> [Exercise goal]
A single number is needed: how many lines of the data below contain "pool".

> [Input data]
::::

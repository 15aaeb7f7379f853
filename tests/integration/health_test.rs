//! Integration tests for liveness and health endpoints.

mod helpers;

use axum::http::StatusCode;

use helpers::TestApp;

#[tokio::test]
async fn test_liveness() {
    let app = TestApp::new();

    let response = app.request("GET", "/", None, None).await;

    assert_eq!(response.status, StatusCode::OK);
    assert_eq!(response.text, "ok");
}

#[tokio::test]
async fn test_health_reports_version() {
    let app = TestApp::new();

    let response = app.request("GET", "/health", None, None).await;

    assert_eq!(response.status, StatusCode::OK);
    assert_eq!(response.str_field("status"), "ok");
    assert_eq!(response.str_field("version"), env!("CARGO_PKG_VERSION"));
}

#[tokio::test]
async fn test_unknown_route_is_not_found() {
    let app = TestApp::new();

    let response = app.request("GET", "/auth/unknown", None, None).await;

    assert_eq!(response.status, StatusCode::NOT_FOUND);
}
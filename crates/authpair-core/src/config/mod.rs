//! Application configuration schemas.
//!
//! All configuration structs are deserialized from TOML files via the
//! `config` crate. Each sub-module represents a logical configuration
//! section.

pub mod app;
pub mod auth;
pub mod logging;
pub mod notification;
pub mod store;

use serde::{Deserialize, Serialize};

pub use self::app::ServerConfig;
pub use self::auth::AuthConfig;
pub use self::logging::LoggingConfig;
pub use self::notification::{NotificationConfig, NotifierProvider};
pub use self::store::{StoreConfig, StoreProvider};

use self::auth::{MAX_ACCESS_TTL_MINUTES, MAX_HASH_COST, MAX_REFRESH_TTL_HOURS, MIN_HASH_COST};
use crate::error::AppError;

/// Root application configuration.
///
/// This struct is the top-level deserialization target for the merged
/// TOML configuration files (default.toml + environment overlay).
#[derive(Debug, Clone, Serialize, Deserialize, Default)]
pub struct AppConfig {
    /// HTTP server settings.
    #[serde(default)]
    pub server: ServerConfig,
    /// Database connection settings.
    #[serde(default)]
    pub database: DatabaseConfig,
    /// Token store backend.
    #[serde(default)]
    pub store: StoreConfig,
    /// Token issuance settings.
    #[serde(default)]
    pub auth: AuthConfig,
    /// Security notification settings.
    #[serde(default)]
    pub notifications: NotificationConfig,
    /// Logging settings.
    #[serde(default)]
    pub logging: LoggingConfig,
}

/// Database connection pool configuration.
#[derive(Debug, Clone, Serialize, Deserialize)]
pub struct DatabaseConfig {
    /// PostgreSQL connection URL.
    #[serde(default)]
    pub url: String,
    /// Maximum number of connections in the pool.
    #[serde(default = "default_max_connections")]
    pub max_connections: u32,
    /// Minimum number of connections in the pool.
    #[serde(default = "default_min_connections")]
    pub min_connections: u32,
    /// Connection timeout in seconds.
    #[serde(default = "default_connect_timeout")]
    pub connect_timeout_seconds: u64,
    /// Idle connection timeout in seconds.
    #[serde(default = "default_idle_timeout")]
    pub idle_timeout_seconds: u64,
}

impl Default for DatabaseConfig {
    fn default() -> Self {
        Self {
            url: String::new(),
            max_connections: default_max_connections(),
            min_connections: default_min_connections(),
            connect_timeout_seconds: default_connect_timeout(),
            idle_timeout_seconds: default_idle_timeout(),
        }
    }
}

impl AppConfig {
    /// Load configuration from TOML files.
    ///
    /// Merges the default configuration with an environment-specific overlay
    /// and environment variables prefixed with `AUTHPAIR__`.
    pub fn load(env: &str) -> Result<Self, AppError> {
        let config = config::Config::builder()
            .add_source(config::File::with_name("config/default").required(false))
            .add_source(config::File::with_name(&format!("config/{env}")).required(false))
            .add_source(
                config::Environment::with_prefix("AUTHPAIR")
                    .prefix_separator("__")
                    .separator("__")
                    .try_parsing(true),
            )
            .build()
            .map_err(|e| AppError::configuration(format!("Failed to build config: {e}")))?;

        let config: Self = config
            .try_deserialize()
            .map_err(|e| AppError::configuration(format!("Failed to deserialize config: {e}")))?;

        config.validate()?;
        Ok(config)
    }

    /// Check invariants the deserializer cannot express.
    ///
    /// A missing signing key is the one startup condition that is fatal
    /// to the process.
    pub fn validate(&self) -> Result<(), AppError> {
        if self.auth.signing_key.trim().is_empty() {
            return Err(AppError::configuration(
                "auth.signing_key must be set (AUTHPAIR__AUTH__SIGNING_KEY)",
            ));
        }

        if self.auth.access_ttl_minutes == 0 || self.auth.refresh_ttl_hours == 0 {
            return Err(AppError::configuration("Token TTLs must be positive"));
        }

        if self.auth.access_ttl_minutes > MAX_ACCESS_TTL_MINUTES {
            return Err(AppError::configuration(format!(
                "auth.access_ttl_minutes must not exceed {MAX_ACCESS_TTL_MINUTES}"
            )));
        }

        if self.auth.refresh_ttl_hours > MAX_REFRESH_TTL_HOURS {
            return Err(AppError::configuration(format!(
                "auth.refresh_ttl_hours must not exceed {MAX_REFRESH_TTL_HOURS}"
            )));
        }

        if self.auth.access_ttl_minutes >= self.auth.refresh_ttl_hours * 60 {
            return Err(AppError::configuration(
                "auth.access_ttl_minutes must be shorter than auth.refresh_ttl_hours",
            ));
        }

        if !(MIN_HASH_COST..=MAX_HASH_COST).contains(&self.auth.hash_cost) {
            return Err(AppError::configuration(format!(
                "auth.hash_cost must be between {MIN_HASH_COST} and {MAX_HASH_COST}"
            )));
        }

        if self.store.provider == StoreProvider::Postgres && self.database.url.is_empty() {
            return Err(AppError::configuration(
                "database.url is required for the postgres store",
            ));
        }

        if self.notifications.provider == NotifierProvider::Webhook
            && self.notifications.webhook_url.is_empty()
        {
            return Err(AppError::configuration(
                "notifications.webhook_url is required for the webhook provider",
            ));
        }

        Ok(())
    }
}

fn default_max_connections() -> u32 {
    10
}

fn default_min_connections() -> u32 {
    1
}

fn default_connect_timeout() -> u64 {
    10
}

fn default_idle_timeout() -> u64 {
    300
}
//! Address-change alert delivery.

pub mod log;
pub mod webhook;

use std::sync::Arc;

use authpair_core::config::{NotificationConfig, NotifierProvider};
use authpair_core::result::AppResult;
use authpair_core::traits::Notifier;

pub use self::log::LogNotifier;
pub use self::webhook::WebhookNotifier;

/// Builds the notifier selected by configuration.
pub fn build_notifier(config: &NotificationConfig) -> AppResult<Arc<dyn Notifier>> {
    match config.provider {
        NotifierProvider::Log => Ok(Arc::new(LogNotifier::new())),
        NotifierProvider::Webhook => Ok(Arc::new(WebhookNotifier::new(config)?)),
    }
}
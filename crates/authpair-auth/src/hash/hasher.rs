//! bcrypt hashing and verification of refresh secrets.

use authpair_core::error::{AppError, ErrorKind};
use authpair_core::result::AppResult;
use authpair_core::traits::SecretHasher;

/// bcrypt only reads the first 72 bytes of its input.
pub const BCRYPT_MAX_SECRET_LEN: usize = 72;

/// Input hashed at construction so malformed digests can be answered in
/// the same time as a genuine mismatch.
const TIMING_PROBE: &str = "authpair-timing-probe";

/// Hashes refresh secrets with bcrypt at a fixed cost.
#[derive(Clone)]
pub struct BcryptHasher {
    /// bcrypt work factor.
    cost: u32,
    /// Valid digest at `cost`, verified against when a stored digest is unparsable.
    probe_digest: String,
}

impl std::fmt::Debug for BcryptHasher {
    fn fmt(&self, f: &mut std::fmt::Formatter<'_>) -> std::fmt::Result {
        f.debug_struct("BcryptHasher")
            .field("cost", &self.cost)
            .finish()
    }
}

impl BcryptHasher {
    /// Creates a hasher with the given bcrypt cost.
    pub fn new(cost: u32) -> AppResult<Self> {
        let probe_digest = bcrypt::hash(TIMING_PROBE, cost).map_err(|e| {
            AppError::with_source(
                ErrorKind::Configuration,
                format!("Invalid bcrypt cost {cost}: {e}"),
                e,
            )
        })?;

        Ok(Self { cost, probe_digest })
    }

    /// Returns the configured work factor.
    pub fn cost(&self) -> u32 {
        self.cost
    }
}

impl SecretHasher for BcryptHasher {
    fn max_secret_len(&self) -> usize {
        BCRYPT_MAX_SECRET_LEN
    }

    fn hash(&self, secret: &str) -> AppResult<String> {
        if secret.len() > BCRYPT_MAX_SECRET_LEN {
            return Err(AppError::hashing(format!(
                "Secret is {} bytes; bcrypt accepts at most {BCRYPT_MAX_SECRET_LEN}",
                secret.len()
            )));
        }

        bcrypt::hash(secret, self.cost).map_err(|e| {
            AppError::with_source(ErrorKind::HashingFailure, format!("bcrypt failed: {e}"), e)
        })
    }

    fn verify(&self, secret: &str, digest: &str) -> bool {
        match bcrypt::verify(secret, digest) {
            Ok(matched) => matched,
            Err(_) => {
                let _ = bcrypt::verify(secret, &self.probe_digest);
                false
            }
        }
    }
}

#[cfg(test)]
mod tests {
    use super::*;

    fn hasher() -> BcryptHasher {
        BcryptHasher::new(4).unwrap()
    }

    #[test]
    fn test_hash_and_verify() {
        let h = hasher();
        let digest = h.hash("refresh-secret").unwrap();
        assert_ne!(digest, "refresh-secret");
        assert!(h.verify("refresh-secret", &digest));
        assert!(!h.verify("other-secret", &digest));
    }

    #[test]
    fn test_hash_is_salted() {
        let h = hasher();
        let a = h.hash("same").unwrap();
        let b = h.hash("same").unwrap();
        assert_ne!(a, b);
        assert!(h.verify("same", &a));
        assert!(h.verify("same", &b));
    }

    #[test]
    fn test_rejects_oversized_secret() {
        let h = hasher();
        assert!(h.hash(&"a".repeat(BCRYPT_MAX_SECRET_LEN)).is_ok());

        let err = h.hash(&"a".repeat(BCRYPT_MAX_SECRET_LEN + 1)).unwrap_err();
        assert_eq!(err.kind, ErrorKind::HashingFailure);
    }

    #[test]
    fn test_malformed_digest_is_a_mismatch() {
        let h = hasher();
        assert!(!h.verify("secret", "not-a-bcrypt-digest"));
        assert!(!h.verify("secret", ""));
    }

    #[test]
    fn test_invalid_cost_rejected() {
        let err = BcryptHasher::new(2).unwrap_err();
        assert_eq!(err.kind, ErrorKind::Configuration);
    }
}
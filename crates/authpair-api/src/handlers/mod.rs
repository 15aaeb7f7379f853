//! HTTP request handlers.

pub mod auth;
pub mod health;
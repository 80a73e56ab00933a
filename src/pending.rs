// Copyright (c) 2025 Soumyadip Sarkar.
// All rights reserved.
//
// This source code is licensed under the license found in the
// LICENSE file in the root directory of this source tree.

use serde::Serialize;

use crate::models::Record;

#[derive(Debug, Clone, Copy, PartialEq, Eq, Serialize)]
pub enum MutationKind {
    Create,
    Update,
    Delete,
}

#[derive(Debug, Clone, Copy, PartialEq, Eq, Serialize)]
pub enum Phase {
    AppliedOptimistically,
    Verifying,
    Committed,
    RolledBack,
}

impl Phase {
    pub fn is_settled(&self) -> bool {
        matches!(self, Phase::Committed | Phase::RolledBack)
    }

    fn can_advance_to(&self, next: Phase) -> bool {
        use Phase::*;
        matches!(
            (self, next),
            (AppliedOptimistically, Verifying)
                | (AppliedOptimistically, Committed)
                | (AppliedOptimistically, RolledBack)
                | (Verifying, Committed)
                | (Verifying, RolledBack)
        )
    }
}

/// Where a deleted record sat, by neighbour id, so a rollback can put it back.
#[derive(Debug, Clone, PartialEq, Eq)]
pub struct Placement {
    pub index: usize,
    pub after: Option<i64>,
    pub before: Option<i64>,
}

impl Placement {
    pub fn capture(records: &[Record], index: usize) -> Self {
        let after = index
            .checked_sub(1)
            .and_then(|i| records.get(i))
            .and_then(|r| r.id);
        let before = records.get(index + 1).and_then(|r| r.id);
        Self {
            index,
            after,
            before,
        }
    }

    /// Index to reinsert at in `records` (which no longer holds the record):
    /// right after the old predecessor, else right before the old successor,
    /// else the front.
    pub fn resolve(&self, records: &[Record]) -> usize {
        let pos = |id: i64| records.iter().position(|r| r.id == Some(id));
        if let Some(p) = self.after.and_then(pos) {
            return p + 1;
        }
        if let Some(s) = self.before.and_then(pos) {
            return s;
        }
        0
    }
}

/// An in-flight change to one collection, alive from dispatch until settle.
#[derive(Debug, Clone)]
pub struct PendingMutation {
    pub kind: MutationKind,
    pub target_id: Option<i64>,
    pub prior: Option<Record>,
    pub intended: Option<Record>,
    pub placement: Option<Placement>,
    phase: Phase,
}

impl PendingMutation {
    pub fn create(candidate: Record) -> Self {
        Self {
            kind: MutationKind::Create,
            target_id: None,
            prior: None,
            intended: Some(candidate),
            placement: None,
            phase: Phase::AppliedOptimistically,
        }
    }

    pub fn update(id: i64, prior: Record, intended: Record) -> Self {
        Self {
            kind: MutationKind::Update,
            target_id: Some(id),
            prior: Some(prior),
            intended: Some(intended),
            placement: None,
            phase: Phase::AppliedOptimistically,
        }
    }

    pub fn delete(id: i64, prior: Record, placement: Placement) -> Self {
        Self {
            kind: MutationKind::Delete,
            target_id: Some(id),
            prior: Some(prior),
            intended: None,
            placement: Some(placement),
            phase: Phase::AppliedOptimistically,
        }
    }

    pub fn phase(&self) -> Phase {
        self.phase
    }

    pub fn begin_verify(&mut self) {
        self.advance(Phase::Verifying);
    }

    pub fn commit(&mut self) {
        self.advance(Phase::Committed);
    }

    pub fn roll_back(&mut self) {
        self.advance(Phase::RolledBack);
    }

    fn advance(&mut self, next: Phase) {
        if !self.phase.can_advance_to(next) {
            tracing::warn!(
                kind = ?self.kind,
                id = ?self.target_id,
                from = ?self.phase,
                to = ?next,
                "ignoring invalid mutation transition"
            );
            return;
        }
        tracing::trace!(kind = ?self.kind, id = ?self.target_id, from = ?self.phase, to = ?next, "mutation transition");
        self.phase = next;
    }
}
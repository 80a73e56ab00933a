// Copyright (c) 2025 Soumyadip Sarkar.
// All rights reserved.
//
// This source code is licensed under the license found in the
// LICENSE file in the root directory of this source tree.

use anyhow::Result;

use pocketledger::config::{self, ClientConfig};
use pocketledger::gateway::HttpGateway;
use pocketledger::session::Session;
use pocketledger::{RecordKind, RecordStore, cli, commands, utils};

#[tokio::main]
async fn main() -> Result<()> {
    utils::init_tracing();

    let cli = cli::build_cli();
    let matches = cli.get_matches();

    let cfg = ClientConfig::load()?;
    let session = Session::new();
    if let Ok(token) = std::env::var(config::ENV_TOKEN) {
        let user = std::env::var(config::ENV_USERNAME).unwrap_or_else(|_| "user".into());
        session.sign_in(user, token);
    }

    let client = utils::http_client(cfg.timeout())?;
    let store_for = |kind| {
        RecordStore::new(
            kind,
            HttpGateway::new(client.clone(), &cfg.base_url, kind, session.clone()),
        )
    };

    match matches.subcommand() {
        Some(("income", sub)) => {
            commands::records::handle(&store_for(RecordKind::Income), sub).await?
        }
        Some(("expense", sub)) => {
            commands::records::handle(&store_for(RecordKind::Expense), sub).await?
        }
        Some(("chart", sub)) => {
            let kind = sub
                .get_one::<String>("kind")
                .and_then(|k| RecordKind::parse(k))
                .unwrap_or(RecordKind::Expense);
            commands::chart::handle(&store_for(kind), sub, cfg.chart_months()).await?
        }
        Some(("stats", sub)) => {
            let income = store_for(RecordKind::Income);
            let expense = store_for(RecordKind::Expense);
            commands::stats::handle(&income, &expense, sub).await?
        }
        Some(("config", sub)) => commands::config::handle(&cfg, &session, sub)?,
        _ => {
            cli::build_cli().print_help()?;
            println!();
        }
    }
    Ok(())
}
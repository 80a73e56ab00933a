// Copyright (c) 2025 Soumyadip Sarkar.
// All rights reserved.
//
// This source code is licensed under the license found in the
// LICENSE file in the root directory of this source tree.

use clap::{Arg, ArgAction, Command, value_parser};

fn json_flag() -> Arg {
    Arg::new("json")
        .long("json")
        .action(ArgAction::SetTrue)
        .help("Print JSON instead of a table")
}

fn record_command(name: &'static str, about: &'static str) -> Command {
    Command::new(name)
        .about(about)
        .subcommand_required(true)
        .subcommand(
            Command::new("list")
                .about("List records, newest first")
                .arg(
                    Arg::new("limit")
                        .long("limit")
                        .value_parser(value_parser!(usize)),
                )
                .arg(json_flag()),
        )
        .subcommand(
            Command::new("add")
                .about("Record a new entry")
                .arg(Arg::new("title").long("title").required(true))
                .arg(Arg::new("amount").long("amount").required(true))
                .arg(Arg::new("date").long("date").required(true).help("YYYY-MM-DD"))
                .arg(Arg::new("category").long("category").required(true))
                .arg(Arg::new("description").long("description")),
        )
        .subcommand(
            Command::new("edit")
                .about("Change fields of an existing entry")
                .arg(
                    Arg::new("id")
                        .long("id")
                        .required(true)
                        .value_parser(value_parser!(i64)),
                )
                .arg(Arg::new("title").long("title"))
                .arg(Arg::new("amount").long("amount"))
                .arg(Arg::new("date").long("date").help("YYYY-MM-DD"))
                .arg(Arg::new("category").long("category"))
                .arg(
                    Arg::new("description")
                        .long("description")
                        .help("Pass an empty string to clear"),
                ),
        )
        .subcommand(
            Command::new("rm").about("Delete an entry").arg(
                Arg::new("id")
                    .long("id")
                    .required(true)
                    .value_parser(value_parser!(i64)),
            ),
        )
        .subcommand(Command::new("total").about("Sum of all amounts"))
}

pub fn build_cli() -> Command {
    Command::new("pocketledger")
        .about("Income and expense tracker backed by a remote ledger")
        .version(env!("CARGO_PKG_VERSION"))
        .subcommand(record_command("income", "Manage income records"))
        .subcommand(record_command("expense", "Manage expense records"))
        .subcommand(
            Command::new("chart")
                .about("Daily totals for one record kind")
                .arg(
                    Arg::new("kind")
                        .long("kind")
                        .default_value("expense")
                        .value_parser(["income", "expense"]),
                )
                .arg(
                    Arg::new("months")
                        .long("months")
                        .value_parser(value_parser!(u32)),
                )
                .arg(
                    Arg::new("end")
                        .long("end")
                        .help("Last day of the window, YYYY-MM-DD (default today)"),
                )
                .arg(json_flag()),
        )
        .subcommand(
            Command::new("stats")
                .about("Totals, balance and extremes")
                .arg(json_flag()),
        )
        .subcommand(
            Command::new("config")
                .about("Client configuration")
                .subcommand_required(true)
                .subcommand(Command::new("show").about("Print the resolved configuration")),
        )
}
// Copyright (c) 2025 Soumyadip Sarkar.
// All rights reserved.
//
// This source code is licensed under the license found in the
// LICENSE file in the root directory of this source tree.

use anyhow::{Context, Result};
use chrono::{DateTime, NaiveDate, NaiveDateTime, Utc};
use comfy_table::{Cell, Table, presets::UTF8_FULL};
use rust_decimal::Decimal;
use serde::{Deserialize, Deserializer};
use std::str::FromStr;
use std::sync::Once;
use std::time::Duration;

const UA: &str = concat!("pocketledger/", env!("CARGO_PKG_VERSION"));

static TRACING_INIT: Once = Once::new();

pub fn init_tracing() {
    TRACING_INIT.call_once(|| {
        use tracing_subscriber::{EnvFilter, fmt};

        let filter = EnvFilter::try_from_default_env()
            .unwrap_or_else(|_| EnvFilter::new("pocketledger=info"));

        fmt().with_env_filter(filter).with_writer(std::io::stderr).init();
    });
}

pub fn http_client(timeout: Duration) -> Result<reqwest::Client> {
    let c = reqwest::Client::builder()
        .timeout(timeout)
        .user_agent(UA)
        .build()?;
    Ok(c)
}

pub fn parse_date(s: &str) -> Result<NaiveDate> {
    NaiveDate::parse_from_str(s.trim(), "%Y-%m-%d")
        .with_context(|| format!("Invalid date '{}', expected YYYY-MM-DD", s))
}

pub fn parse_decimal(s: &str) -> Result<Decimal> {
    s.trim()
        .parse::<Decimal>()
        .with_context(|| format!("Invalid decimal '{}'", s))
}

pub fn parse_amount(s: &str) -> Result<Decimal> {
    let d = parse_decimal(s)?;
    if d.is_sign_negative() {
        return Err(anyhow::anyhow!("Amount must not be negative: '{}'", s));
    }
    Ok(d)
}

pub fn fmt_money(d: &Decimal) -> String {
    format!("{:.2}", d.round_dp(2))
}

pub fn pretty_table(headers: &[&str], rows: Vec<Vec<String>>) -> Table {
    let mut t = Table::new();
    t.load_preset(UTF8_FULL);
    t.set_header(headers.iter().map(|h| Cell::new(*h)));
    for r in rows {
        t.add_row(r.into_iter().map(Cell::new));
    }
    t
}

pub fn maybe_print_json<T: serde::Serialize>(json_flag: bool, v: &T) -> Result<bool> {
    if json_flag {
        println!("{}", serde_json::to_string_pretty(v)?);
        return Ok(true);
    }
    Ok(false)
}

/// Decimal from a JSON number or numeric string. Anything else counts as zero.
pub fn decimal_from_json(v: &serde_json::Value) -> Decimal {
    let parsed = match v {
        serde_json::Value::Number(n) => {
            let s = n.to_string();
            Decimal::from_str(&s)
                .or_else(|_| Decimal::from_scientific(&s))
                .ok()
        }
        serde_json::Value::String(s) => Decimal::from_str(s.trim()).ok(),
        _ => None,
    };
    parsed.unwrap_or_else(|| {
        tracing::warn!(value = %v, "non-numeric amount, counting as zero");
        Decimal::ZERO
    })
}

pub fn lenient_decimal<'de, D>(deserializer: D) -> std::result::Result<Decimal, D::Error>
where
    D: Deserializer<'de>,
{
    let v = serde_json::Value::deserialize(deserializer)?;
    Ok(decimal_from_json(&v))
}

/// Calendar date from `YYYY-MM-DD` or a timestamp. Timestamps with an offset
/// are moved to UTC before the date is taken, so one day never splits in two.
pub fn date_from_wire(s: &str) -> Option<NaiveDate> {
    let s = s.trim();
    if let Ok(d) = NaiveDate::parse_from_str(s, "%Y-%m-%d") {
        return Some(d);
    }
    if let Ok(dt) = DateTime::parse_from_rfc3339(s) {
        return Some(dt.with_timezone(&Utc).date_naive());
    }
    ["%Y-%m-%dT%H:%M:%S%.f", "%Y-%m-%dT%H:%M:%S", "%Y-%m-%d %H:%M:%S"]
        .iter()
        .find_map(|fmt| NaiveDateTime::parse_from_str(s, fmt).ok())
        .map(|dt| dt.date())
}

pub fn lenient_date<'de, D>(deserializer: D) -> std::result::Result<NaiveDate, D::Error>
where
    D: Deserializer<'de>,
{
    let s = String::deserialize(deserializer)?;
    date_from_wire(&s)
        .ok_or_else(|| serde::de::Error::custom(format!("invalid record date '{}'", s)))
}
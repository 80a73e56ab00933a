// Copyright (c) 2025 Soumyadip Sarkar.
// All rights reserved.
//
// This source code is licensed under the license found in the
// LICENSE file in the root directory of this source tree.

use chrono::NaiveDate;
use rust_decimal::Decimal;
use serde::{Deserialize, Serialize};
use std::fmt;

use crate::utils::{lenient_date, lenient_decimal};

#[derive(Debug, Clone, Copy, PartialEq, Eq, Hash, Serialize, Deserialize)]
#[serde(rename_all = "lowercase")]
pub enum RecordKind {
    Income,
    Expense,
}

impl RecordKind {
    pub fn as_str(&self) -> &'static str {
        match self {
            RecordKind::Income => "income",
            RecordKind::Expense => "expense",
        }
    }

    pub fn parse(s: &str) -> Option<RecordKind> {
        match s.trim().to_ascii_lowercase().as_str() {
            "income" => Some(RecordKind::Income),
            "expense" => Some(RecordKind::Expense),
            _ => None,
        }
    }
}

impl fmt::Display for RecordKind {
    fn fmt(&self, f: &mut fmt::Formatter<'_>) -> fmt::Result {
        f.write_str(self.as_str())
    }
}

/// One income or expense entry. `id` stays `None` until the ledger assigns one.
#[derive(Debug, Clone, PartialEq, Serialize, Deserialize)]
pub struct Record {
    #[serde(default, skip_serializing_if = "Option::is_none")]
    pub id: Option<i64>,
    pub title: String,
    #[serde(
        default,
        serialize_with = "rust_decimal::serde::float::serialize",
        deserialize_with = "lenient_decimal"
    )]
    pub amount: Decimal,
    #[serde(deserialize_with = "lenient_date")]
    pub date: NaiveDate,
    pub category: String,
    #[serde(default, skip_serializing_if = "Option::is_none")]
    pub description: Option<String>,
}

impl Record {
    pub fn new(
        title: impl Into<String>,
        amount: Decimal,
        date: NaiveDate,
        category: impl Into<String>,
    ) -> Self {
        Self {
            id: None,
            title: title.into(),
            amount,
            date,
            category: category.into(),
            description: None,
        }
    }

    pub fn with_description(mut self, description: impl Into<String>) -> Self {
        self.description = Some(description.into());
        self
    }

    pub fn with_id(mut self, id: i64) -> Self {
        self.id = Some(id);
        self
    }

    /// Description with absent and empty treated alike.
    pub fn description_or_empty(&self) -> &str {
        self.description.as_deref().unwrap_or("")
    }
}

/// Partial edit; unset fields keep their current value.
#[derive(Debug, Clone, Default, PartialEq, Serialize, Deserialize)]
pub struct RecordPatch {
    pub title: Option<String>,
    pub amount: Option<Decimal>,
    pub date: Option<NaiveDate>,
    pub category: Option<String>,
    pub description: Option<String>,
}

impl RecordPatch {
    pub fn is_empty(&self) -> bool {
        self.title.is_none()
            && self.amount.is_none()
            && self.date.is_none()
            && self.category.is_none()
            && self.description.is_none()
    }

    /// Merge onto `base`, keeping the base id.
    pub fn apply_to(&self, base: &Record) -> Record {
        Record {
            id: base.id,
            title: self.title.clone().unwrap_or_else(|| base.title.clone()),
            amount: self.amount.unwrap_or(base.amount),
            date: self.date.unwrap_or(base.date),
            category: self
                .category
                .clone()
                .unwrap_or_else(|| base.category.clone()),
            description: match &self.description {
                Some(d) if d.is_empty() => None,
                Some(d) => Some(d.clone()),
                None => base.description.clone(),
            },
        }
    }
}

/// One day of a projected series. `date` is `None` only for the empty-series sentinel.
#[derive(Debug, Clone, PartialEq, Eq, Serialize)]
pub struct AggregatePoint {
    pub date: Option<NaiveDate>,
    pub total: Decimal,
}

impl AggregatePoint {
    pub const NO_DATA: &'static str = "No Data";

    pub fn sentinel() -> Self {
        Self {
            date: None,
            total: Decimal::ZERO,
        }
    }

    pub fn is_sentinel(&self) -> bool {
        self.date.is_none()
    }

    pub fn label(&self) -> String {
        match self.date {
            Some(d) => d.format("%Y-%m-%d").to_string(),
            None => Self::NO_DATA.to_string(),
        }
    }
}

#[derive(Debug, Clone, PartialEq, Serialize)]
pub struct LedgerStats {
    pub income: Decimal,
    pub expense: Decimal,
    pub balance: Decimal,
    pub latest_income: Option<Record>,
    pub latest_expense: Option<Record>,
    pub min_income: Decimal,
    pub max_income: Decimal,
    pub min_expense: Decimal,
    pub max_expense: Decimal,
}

::::

> [Problem solution]
3